* What you have to do
Every line from the start of the records below to the line containing "use std::time::Duration;" should be retyped exactly, that line included, and no others.

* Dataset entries
= = = =
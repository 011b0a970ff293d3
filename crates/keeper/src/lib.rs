pub mod abi;
pub mod aggregator;
pub mod batch;
pub mod catalog;
pub mod clock;
pub mod config;
pub mod keeper;
pub mod multicall;
pub mod price;
pub mod projector;
pub mod ranker;
pub mod resolver;
pub mod window;

pub use aggregator::{FeedIndex, FeedStateAggregator, TagState};
pub use batch::{AutopayRead, BatchExecutor, BatchResult, Call, Decoded, ResultKey};
pub use catalog::{CatalogEntry, FeedCatalog};
pub use clock::{Clock, FixedClock, SystemClock};
pub use config::{create_example_config, FeedEntryConfig, KeeperConfig, NetworkConfig, PriceSourceConfig};
pub use keeper::TipKeeper;
pub use multicall::MulticallExecutor;
pub use price::{HttpPriceSource, PriceSource};
pub use resolver::TipResolver;
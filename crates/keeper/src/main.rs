use std::time::Duration;

use anyhow::Context;
use clap::{Parser, Subcommand};
use serde_json::json;
use tokio::time;

use autopay_keeper::{create_example_config, KeeperConfig, TipKeeper};
use autopay_types::QueryId;

#[derive(Parser, Debug)]
#[command(name = "autopay-keeper")]
#[command(about = "Suggests the most rewarding autopay query to report")]
struct Args {
    /// Path to keeper configuration file
    #[arg(short, long, default_value = "keeper.toml", global = true)]
    config: String,

    /// Override the configured JSON-RPC endpoint
    #[arg(short, long, global = true)]
    rpc_url: Option<String>,

    /// Override the configured chain id
    #[arg(long, global = true)]
    chain_id: Option<u64>,

    /// Verbose logging
    #[arg(short, long, global = true)]
    verbose: bool,

    /// Print results as JSON
    #[arg(long, global = true)]
    json: bool,

    #[command(subcommand)]
    command: Option<Command>,
}

#[derive(Subcommand, Debug)]
enum Command {
    /// Suggest the best query to report (default)
    Suggest {
        /// Re-evaluate every N seconds instead of exiting
        #[arg(short, long)]
        watch: Option<u64>,
    },
    /// Show the feed tip available for one query
    Tip {
        /// Query id as hex
        #[arg(short, long)]
        query_id: String,
    },
    /// List one-time and feed tips per query
    List,
    /// Write an example configuration file
    InitConfig {
        #[arg(short, long, default_value = "keeper.toml")]
        path: String,
    },
}

#[tokio::main]
async fn main() -> anyhow::Result<()> {
    let mut args = Args::parse();

    // Initialize logging
    env_logger::Builder::from_env(
        env_logger::Env::default()
            .default_filter_or(if args.verbose { "debug" } else { "info" })
    ).init();

    let command = args.command.take().unwrap_or(Command::Suggest { watch: None });

    match command {
        Command::InitConfig { path } => {
            create_example_config(&path)?;
            log::info!("Example configuration written to {}", path);
        }
        Command::Suggest { watch: None } => {
            let (config, keeper) = load_keeper(&args)?;
            suggest(&keeper, config.chain_id, args.json).await?;
        }
        Command::Suggest { watch: Some(secs) } => {
            let (config, keeper) = load_keeper(&args)?;
            log::info!("Re-evaluating every {}s", secs);
            let mut interval_timer = time::interval(Duration::from_secs(secs.max(1)));
            let mut iteration = 0u64;

            loop {
                interval_timer.tick().await;
                iteration += 1;
                log::debug!("Starting suggestion round {}", iteration);

                if let Err(e) = suggest(&keeper, config.chain_id, args.json).await {
                    match e.downcast_ref::<autopay_types::AutopayError>() {
                        Some(err) if !err.is_recoverable() => return Err(e),
                        _ => log::error!("Error in suggestion round {}: {}", iteration, e),
                    }
                }
            }
        }
        Command::Tip { query_id } => {
            let (_, keeper) = load_keeper(&args)?;
            let query_id: QueryId = query_id.parse()?;
            let tip = keeper.suggest_tip_for_query(&query_id).await?;
            if args.json {
                println!("{}", json!({ "query_id": query_id, "amount": tip.map(|a| a.to_string()) }));
            } else {
                match tip {
                    Some(amount) => println!("{}: {}", query_id, amount),
                    None => println!("{}: no feed tip available", query_id),
                }
            }
        }
        Command::List => {
            let (_, keeper) = load_keeper(&args)?;
            let one_time = keeper.list_one_time_tips().await?;
            let continuous = keeper.list_continuous_tip_suggestions().await?;
            if args.json {
                let to_json = |tips: &autopay_types::TipMap| {
                    tips.iter()
                        .map(|(tag, amount)| (tag.to_string(), json!(amount.to_string())))
                        .collect::<serde_json::Map<_, _>>()
                };
                println!(
                    "{}",
                    json!({ "one_time": to_json(&one_time), "continuous": to_json(&continuous) })
                );
            } else {
                for entry in keeper.catalog().entries() {
                    let one_time = one_time.get(&entry.tag).copied().unwrap_or(0);
                    let continuous = continuous.get(&entry.tag).copied().unwrap_or(0);
                    println!("{:<24} one-time {:>28}  feeds {:>28}", entry.tag.as_str(), one_time, continuous);
                }
            }
        }
    }

    Ok(())
}

/// Load configuration, apply command line overrides and connect
fn load_keeper(args: &Args) -> anyhow::Result<(KeeperConfig, TipKeeper)> {
    let mut config = KeeperConfig::load(&args.config)
        .with_context(|| format!("loading configuration from {}", args.config))?;
    if let Some(rpc_url) = &args.rpc_url {
        config.rpc_url = rpc_url.clone();
    }
    if let Some(chain_id) = args.chain_id {
        config.chain_id = chain_id;
    }
    config.validate()?;

    log::info!("RPC URL: {}", config.rpc_url);
    let keeper = TipKeeper::from_config(&config)?;
    Ok((config, keeper))
}

async fn suggest(keeper: &TipKeeper, chain_id: u64, json_output: bool) -> anyhow::Result<()> {
    let best = keeper.suggest_best_opportunity(chain_id).await?;

    if json_output {
        let body = match &best {
            Some(s) => json!({ "query_tag": s.query_tag, "amount": s.amount.to_string() }),
            None => json!({ "query_tag": null, "amount": null }),
        };
        println!("{}", body);
    } else {
        match best {
            Some(s) => println!("Report {} for {}", s.query_tag, s.amount),
            None => println!("No autopay tips available"),
        }
    }

    Ok(())
}
//! Opportunity ranking over one-time and continuous tips

use autopay_types::{QueryTag, Suggestion, TipMap};

/// Element-wise sum of both maps; tags totalling zero are dropped
pub fn merge_tips(one_time: &TipMap, continuous: &TipMap) -> TipMap {
    let mut merged = one_time.clone();
    for (tag, amount) in continuous {
        let total = merged.entry(tag.clone()).or_insert(0);
        *total = total.saturating_add(*amount);
    }
    merged.retain(|_, amount| *amount > 0);
    merged
}

/// Largest positive amount in `tips`.
///
/// Ties go to the tag listed first in `order`; tags missing from `order`
/// rank after it in lexical order.
pub fn select_best<'a>(order: impl IntoIterator<Item = &'a QueryTag>, tips: &TipMap) -> Option<Suggestion> {
    let ordered = order.into_iter().filter_map(|tag| tips.get_key_value(tag));

    let mut best: Option<(&QueryTag, u128)> = None;
    for (tag, &amount) in ordered.chain(tips.iter()) {
        if amount > best.map_or(0, |(_, top)| top) {
            best = Some((tag, amount));
        }
    }

    best.map(|(tag, amount)| Suggestion {
        query_tag: tag.clone(),
        amount,
    })
}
= = = =
* Response area
repository 011b0a970ff293d3
filename crates/keeper/src/lib.rs
pub mod abi;
pub mod aggregator;
pub mod batch;
pub mod catalog;
pub mod clock;
pub mod config;
pub mod keeper;
pub mod multicall;
pub mod price;
pub mod projector;
pub mod ranker;
pub mod resolver;
pub mod window;

pub use aggregator::{FeedIndex, FeedStateAggregator, TagState};
pub use batch::{AutopayRead, BatchExecutor, BatchResult, Call, Decoded, ResultKey};
pub use catalog::{CatalogEntry, FeedCatalog};
pub use clock::{Clock, FixedClock, SystemClock};
pub use config::{create_example_config, FeedEntryConfig, KeeperConfig, NetworkConfig, PriceSourceConfig};
pub use keeper::TipKeeper;
pub use multicall::MulticallExecutor;
pub use price::{HttpPriceSource, PriceSource};
pub use resolver::TipResolver;
filename crates/keeper/src/main.rs
use std::time::Duration;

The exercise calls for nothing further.